Stored data:
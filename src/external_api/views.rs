// This Source Code Form is subject to the terms of the Mozilla Public
// License, v. 2.0. If a copy of the MPL was not distributed with this
// file, You can obtain one at https://mozilla.org/MPL/2.0/.

//! Views define the response bodies of the external API
//!
//! Every body carries a `kind` discriminator; list bodies are enveloped
//! as `{kind, items, total}`.

use crate::app;
use crate::db::model;
use chrono::DateTime;
use chrono::Utc;
use schemars::JsonSchema;
use serde::Serialize;

/// An enabled account
#[derive(Clone, Debug, JsonSchema, Serialize)]
#[serde(rename_all = "camelCase")]
pub struct Account {
    pub kind: String,
    pub account_id: String,
    #[serde(skip_serializing_if = "String::is_empty")]
    pub policy_store_id: String,
    pub privileged: bool,
    pub created_at: DateTime<Utc>,
    pub created_by: String,
}

impl From<model::Account> for Account {
    fn from(account: model::Account) -> Account {
        Account {
            kind: String::from("Account"),
            account_id: account.account_id,
            policy_store_id: account.policy_store_id,
            privileged: account.privileged,
            created_at: account.created_at,
            created_by: account.created_by,
        }
    }
}

#[derive(Clone, Debug, JsonSchema, Serialize)]
#[serde(rename_all = "camelCase")]
pub struct AccountList {
    pub kind: String,
    pub items: Vec<Account>,
    pub total: usize,
}

impl From<Vec<model::Account>> for AccountList {
    fn from(accounts: Vec<model::Account>) -> AccountList {
        let items =
            accounts.into_iter().map(Account::from).collect::<Vec<_>>();
        AccountList {
            kind: String::from("AccountList"),
            total: items.len(),
            items,
        }
    }
}

/// A policy template with its decoded metadata
#[derive(Clone, Debug, JsonSchema, Serialize)]
#[serde(rename_all = "camelCase")]
pub struct Policy {
    pub kind: String,
    pub policy_id: String,
    pub name: String,
    #[serde(skip_serializing_if = "String::is_empty")]
    pub description: String,
    /// Cedar source text, returned byte-for-byte as stored
    pub policy: String,
    pub created_at: DateTime<Utc>,
}

impl From<app::Policy> for Policy {
    fn from(policy: app::Policy) -> Policy {
        Policy {
            kind: String::from("Policy"),
            policy_id: policy.policy_id,
            name: policy.name,
            description: policy.description,
            policy: policy.cedar_policy,
            created_at: policy.created_at,
        }
    }
}

#[derive(Clone, Debug, JsonSchema, Serialize)]
#[serde(rename_all = "camelCase")]
pub struct PolicyList {
    pub kind: String,
    pub items: Vec<Policy>,
    pub total: usize,
}

impl From<Vec<app::Policy>> for PolicyList {
    fn from(policies: Vec<app::Policy>) -> PolicyList {
        let items =
            policies.into_iter().map(Policy::from).collect::<Vec<_>>();
        PolicyList {
            kind: String::from("PolicyList"),
            total: items.len(),
            items,
        }
    }
}

/// An authorization group
#[derive(Clone, Debug, JsonSchema, Serialize)]
#[serde(rename_all = "camelCase")]
pub struct Group {
    pub kind: String,
    pub group_id: String,
    pub name: String,
    #[serde(skip_serializing_if = "String::is_empty")]
    pub description: String,
    pub created_at: DateTime<Utc>,
}

impl From<model::Group> for Group {
    fn from(group: model::Group) -> Group {
        Group {
            kind: String::from("Group"),
            group_id: group.group_id,
            name: group.name,
            description: group.description,
            created_at: group.created_at,
        }
    }
}

#[derive(Clone, Debug, JsonSchema, Serialize)]
#[serde(rename_all = "camelCase")]
pub struct GroupList {
    pub kind: String,
    pub items: Vec<Group>,
    pub total: usize,
}

impl From<Vec<model::Group>> for GroupList {
    fn from(groups: Vec<model::Group>) -> GroupList {
        let items = groups.into_iter().map(Group::from).collect::<Vec<_>>();
        GroupList {
            kind: String::from("GroupList"),
            total: items.len(),
            items,
        }
    }
}

/// Member ARNs of a group
#[derive(Clone, Debug, JsonSchema, Serialize)]
#[serde(rename_all = "camelCase")]
pub struct MemberList {
    pub kind: String,
    pub items: Vec<String>,
    pub total: usize,
}

impl From<Vec<String>> for MemberList {
    fn from(items: Vec<String>) -> MemberList {
        MemberList {
            kind: String::from("MemberList"),
            total: items.len(),
            items,
        }
    }
}

/// A policy attachment
#[derive(Clone, Debug, JsonSchema, Serialize)]
#[serde(rename_all = "camelCase")]
pub struct Attachment {
    pub kind: String,
    pub attachment_id: String,
    pub policy_id: String,
    pub target_type: String,
    pub target_id: String,
    pub created_at: DateTime<Utc>,
}

impl From<app::Attachment> for Attachment {
    fn from(attachment: app::Attachment) -> Attachment {
        Attachment {
            kind: String::from("Attachment"),
            attachment_id: attachment.attachment_id,
            policy_id: attachment.policy_id,
            target_type: attachment.target_type.to_string(),
            target_id: attachment.target_id,
            created_at: attachment.created_at,
        }
    }
}

#[derive(Clone, Debug, JsonSchema, Serialize)]
#[serde(rename_all = "camelCase")]
pub struct AttachmentList {
    pub kind: String,
    pub items: Vec<Attachment>,
    pub total: usize,
}

impl From<Vec<app::Attachment>> for AttachmentList {
    fn from(attachments: Vec<app::Attachment>) -> AttachmentList {
        let items =
            attachments.into_iter().map(Attachment::from).collect::<Vec<_>>();
        AttachmentList {
            kind: String::from("AttachmentList"),
            total: items.len(),
            items,
        }
    }
}

/// An account administrator
#[derive(Clone, Debug, JsonSchema, Serialize)]
#[serde(rename_all = "camelCase")]
pub struct Admin {
    pub kind: String,
    pub principal_arn: String,
}

impl From<model::Admin> for Admin {
    fn from(admin: model::Admin) -> Admin {
        Admin {
            kind: String::from("Admin"),
            principal_arn: admin.principal_arn,
        }
    }
}

#[derive(Clone, Debug, JsonSchema, Serialize)]
#[serde(rename_all = "camelCase")]
pub struct AdminList {
    pub kind: String,
    pub items: Vec<String>,
    pub total: usize,
}

impl From<Vec<String>> for AdminList {
    fn from(items: Vec<String>) -> AdminList {
        AdminList {
            kind: String::from("AdminList"),
            total: items.len(),
            items,
        }
    }
}

/// Verdict of the check endpoint
#[derive(Clone, Debug, JsonSchema, Serialize)]
#[serde(rename_all = "camelCase")]
pub struct AuthorizationDecision {
    pub kind: String,
    /// `ALLOW` or `DENY`
    pub decision: String,
}

impl From<crate::authz::Decision> for AuthorizationDecision {
    fn from(decision: crate::authz::Decision) -> AuthorizationDecision {
        AuthorizationDecision {
            kind: String::from("AuthorizationDecision"),
            decision: String::from(match decision {
                crate::authz::Decision::Allow => "ALLOW",
                crate::authz::Decision::Deny => "DENY",
            }),
        }
    }
}

/// Probe response body
#[derive(Clone, Debug, JsonSchema, Serialize)]
pub struct HealthStatus {
    pub status: String,
}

* _EXERCISE DIRECTIONS_: Copy all lines of the records that have the string "ALLOW" in them.

* _EXERCISE SOLUTION_:
    /// `ALLOW` or `DENY`
                crate::authz::Decision::Allow => "ALLOW",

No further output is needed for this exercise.